● Goal of the exercise: Examine each line of the listing below. Copy those in which the string "ScheduleOutcome" appears.

● Supplied information:
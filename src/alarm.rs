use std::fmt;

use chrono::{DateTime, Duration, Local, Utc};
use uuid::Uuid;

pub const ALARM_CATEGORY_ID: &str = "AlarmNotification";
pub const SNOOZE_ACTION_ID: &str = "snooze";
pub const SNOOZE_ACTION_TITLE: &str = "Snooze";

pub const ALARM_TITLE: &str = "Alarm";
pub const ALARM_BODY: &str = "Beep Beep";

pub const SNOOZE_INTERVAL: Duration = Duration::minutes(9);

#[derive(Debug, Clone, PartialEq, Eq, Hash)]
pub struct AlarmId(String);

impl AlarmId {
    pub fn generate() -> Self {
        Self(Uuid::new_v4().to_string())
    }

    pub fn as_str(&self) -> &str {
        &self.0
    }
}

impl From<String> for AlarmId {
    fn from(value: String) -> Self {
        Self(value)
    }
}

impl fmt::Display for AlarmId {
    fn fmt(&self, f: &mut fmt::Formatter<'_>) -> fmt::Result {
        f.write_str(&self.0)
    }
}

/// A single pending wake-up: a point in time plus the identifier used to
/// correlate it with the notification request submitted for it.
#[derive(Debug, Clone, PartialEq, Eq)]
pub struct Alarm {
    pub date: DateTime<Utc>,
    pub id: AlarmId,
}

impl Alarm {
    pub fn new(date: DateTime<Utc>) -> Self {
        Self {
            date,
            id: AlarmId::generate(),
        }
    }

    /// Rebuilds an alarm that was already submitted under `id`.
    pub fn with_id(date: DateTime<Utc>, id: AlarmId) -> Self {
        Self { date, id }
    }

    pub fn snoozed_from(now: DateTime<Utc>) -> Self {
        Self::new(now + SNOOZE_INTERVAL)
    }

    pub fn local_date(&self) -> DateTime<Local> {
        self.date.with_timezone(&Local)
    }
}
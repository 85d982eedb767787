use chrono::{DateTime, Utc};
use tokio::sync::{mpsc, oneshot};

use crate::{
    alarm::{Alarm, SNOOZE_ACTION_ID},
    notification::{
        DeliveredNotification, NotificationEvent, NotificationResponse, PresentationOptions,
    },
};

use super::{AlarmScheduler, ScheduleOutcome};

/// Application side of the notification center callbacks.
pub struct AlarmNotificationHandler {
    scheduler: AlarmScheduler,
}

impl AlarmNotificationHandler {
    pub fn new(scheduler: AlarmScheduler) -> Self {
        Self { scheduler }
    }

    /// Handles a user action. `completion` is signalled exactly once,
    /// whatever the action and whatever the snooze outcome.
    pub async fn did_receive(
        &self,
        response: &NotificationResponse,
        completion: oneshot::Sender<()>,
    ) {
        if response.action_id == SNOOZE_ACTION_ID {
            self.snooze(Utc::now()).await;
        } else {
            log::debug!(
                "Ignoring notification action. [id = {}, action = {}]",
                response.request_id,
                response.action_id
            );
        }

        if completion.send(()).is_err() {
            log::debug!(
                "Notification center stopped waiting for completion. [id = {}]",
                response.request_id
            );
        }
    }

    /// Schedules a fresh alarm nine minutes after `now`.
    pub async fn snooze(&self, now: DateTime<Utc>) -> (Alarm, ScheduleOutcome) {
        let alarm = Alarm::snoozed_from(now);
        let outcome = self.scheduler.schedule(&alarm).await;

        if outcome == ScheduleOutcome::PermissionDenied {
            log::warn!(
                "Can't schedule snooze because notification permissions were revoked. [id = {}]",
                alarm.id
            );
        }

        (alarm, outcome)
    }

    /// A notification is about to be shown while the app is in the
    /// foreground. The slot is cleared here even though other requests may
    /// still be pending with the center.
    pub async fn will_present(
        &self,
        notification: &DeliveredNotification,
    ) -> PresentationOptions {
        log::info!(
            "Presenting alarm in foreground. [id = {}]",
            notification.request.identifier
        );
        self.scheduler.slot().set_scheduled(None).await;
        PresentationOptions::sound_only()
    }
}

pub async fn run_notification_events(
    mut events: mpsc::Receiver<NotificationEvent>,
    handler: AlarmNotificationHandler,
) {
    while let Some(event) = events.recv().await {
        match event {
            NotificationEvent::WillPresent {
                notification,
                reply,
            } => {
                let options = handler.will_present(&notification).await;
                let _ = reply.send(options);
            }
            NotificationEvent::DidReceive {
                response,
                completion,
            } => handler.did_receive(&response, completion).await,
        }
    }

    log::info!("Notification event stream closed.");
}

--

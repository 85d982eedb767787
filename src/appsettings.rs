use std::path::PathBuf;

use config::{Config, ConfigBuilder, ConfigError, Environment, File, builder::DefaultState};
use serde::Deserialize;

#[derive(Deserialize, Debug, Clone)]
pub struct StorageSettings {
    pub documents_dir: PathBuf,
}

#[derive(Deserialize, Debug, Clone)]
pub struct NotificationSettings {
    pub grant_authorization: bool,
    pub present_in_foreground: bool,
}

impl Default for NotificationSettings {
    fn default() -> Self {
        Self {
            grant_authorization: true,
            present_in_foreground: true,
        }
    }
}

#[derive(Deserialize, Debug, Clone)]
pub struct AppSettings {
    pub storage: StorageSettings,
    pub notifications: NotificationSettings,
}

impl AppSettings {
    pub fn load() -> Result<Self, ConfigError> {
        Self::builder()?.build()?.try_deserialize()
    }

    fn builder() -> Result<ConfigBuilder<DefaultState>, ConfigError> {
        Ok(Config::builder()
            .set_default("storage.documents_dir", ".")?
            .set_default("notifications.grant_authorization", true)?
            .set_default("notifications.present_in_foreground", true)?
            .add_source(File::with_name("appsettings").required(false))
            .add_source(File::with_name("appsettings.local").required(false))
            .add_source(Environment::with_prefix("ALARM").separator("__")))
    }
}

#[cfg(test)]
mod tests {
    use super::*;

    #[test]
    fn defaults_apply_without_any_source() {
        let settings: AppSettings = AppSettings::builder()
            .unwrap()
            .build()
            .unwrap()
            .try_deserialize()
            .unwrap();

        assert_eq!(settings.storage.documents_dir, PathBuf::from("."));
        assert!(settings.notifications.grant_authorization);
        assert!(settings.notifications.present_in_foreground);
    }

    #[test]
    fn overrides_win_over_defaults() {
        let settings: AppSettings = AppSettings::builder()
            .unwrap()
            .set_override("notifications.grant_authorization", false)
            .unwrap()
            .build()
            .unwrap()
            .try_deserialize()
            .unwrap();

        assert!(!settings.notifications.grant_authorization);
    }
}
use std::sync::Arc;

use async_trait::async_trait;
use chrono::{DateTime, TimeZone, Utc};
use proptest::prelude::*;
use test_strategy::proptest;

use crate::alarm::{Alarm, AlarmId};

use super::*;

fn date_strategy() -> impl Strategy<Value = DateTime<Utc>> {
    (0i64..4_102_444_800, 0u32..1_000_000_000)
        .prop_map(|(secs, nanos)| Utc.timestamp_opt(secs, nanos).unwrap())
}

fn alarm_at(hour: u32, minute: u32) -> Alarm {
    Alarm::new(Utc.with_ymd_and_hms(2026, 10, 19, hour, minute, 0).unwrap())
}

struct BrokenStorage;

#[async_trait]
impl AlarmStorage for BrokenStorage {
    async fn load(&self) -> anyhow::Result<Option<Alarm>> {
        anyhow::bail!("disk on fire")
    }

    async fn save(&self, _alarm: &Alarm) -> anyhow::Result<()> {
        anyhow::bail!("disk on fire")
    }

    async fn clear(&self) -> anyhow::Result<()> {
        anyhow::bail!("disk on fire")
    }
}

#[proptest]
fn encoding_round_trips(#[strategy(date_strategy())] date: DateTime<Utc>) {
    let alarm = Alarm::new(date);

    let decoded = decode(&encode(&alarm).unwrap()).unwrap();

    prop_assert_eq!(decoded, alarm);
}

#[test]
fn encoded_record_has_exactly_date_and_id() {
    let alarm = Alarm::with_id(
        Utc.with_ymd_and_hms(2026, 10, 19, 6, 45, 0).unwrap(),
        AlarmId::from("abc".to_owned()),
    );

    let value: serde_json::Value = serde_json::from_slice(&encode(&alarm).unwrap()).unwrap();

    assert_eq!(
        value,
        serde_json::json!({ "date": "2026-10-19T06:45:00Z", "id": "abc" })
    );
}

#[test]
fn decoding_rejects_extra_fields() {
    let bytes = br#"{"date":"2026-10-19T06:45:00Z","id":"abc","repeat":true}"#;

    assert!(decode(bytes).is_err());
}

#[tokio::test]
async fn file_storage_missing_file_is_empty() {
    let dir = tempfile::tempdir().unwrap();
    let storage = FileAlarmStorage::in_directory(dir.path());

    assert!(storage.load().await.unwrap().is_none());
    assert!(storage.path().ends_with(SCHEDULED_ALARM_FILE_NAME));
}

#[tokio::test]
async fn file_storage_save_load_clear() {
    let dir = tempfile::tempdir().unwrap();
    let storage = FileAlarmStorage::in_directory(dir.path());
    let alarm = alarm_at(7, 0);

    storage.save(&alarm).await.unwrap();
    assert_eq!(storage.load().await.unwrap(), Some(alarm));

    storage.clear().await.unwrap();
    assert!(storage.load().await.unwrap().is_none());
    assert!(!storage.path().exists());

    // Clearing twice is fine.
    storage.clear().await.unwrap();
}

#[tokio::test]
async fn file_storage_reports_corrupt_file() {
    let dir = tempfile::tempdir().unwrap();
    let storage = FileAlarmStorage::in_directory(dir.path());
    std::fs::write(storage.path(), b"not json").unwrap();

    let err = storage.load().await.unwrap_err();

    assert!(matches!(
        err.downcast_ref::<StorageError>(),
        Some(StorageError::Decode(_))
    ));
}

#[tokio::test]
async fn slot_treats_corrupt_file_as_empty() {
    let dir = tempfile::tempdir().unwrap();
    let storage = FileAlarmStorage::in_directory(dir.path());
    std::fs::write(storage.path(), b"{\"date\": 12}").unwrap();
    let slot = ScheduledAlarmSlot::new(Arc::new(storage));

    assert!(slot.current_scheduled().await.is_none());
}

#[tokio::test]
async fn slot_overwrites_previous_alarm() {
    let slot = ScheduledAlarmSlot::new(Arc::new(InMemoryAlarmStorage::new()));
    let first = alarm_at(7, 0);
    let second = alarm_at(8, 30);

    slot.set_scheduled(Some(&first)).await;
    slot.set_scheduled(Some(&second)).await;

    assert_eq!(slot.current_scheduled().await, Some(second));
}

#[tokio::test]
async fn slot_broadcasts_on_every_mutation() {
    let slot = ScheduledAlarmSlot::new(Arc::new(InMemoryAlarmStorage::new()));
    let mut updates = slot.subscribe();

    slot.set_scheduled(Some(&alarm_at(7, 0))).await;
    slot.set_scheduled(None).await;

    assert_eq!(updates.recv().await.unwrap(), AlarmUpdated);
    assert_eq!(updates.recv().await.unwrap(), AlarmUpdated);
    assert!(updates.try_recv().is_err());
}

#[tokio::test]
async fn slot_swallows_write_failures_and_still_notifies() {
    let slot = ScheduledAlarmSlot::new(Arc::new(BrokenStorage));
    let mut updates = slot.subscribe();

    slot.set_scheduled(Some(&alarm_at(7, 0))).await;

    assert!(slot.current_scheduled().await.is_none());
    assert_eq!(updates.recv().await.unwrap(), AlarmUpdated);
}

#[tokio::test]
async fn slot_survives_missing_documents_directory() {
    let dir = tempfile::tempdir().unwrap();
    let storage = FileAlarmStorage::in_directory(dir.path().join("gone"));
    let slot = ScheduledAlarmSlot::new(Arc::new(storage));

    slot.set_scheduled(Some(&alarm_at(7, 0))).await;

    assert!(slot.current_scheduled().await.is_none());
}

---

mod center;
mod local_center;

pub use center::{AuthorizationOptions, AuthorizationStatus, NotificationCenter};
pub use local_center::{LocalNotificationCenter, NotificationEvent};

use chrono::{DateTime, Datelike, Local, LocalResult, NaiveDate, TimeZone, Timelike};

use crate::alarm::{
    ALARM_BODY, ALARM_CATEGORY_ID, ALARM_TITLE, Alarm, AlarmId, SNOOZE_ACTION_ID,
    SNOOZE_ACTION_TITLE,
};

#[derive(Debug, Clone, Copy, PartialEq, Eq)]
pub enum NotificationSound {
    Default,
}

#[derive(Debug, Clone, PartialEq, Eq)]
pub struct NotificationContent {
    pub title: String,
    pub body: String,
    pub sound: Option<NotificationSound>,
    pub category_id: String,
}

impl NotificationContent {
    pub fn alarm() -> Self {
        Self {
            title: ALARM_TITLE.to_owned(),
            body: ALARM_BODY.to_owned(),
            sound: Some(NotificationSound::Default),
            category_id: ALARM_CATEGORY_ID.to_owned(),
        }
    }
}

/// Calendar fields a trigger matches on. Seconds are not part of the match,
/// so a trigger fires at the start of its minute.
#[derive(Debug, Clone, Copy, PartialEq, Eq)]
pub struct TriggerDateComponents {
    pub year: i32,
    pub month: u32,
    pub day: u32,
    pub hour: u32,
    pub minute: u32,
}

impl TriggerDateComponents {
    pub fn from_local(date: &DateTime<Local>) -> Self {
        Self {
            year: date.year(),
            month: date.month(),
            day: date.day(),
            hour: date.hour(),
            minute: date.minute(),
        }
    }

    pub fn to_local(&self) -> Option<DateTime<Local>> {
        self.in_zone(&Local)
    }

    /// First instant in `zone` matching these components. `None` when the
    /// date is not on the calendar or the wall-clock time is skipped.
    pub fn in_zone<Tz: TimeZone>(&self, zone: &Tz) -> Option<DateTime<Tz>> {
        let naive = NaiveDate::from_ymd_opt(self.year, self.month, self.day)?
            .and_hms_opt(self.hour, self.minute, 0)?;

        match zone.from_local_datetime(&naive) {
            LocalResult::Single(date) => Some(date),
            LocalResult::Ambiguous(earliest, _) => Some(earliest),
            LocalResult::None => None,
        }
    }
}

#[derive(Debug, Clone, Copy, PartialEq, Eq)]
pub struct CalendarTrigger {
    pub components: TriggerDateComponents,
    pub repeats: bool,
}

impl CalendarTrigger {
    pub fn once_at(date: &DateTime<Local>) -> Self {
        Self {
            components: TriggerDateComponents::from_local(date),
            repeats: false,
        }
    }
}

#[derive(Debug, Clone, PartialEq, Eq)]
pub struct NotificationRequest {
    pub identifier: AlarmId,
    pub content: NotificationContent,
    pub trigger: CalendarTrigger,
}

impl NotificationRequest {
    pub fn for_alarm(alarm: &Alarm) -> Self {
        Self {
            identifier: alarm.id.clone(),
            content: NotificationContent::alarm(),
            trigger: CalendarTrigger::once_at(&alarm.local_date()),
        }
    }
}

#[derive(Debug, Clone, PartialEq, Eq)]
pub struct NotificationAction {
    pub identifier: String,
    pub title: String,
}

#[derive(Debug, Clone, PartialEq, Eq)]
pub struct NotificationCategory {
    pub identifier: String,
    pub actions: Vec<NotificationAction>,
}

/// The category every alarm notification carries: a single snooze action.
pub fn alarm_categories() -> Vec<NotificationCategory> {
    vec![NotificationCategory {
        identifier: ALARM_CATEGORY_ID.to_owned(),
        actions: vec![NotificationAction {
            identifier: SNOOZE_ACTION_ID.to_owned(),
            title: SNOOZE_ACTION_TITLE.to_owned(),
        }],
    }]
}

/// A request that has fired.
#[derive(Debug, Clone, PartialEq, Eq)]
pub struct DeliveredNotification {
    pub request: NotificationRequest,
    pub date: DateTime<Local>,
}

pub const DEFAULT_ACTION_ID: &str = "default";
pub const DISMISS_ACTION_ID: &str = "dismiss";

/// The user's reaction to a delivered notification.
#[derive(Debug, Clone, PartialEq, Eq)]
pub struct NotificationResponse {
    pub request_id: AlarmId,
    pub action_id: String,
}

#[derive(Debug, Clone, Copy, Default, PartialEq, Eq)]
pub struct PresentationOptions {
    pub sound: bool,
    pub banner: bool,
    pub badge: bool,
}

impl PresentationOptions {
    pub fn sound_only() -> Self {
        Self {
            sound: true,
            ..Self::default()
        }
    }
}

● Answer below:
use super::{AlarmScheduler, ScheduleOutcome};
    pub async fn snooze(&self, now: DateTime<Utc>) -> (Alarm, ScheduleOutcome) {
        if outcome == ScheduleOutcome::PermissionDenied {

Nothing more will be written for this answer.